## SOURCE MATERIAL
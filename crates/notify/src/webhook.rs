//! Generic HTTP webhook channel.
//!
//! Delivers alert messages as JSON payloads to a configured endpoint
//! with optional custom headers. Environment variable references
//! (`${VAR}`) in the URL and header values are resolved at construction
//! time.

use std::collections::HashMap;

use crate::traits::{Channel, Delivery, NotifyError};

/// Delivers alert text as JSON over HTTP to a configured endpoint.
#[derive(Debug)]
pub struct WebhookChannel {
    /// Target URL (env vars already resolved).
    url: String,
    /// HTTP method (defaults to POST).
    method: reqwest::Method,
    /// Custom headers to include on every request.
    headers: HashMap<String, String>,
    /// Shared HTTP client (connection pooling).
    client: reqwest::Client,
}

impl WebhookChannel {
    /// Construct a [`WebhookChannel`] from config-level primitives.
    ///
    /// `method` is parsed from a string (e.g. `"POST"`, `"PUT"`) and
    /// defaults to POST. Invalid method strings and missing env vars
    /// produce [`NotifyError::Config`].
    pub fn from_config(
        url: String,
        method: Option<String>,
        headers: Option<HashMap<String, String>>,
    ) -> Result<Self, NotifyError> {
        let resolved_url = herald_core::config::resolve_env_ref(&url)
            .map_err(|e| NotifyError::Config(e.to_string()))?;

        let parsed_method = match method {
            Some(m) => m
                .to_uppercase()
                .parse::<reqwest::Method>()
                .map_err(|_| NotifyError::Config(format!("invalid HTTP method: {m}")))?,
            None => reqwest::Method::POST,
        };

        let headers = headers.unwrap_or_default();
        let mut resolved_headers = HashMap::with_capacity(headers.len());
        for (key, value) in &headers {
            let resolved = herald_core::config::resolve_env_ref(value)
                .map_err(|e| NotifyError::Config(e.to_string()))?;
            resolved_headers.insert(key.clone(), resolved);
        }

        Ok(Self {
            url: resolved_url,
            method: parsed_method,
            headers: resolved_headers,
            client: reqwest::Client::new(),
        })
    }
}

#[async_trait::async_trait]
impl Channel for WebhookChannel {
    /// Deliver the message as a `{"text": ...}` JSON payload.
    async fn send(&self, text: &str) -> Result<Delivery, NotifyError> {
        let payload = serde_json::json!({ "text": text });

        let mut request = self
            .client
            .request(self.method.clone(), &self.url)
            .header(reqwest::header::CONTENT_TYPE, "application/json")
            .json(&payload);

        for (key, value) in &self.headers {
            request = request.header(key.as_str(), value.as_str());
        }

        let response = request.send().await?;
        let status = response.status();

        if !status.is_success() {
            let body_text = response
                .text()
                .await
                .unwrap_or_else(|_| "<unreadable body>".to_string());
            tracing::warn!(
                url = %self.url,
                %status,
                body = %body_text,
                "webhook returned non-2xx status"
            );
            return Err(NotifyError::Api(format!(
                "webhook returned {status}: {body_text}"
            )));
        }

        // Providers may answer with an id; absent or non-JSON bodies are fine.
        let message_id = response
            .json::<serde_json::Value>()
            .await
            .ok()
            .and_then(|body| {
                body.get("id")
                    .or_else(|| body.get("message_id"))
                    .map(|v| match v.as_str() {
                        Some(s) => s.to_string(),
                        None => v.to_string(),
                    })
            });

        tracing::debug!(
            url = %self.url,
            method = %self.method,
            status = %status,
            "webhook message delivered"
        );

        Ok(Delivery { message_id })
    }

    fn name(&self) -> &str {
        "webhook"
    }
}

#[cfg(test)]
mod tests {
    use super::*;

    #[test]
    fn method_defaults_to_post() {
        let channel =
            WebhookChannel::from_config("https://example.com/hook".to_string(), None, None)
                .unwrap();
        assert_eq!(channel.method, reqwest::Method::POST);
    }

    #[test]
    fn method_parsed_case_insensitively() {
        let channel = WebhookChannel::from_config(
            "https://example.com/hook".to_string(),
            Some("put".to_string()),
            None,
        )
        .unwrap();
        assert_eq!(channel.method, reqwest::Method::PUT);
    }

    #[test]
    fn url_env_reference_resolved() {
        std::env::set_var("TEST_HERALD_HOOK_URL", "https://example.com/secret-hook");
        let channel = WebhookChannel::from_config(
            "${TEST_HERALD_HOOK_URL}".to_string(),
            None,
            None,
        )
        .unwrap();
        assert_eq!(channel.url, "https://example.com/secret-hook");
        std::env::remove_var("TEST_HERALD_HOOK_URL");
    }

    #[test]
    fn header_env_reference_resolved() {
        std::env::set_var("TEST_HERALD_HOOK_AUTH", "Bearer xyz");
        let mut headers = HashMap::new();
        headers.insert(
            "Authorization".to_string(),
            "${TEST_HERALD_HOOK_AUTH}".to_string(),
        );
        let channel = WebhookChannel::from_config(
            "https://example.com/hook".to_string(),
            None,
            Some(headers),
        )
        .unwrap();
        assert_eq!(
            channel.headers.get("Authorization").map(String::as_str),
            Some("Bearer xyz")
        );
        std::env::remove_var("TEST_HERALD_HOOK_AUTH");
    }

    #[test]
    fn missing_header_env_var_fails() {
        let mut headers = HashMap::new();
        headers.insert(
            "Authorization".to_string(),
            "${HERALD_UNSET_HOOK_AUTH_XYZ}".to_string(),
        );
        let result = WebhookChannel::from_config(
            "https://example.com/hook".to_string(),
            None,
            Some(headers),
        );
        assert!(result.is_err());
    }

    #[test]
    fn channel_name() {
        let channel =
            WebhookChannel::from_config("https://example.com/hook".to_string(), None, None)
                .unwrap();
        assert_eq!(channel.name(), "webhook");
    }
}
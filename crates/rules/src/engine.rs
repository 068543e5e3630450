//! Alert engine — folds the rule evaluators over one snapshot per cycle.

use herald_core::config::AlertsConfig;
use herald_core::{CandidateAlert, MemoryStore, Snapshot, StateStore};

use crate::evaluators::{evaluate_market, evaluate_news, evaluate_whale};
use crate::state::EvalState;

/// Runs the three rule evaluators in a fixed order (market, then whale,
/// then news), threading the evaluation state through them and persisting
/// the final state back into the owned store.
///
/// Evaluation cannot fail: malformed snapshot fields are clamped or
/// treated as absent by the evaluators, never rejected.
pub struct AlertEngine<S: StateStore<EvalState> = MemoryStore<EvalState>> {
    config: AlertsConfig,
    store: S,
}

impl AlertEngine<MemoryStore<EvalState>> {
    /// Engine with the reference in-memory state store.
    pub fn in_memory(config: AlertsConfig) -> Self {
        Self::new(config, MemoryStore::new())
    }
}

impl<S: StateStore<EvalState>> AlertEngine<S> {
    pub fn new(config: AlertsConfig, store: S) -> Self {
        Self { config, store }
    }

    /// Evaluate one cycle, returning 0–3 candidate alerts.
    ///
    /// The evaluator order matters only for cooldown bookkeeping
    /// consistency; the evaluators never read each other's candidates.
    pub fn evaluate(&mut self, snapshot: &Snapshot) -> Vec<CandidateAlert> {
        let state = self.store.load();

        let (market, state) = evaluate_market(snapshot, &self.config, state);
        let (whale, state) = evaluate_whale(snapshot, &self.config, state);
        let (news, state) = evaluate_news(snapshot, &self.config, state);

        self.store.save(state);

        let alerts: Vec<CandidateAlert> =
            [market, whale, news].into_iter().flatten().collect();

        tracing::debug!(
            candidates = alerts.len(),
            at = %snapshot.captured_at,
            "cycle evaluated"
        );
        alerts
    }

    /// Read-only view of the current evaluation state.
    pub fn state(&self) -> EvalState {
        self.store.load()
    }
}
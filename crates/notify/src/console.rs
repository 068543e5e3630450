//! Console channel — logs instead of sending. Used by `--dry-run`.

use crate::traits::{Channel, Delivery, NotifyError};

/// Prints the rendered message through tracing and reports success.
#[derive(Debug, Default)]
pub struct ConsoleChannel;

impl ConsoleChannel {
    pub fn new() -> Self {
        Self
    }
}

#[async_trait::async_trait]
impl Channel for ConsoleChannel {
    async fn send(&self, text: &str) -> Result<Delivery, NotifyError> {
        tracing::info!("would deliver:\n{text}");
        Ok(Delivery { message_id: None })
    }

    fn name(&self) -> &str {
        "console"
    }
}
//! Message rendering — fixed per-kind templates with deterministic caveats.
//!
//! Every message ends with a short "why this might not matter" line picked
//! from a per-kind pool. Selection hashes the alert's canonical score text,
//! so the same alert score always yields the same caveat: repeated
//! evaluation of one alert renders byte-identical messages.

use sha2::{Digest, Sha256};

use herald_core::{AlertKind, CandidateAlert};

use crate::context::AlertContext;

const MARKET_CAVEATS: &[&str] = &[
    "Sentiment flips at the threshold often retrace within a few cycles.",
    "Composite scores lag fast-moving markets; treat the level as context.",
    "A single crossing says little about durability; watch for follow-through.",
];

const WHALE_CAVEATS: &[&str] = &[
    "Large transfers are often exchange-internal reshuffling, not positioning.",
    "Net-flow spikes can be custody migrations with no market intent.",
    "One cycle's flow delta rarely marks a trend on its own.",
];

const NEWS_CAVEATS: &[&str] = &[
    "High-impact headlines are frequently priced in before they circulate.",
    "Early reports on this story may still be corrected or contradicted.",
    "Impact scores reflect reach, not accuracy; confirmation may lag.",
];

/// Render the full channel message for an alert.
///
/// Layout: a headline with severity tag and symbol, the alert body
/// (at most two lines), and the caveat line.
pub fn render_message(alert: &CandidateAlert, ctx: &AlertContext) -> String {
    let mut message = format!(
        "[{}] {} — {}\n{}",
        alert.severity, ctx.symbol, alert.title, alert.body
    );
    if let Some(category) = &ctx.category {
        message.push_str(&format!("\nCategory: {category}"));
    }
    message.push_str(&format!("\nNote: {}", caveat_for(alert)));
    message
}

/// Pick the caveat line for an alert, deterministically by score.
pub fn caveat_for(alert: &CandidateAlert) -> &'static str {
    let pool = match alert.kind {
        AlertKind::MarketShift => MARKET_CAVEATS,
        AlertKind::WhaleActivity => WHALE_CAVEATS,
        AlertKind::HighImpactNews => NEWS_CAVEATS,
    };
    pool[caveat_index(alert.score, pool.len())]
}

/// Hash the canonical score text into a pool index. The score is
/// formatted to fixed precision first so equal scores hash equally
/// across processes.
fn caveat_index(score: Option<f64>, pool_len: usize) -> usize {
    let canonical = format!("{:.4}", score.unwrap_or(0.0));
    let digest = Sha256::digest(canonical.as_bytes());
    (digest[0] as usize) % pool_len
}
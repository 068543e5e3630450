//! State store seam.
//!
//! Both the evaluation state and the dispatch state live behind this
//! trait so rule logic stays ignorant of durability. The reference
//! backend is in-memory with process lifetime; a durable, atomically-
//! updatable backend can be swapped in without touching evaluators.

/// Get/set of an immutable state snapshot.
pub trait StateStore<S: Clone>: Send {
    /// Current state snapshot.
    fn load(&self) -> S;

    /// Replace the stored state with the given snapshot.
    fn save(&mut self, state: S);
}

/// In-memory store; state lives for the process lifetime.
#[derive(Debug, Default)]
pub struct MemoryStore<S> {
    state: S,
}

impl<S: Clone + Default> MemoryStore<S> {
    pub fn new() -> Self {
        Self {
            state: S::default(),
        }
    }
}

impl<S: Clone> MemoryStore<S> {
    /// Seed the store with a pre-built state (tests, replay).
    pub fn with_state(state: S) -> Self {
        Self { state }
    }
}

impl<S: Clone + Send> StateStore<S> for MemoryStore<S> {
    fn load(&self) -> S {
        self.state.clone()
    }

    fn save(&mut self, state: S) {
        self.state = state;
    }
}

## WHAT THE TASK REQUIRES
Where a line of the listing holds "secret", show that line.

## YOUR SOLUTION
        std::env::set_var("TEST_HERALD_HOOK_URL", "https://example.com/secret-hook");
        assert_eq!(channel.url, "https://example.com/secret-hook");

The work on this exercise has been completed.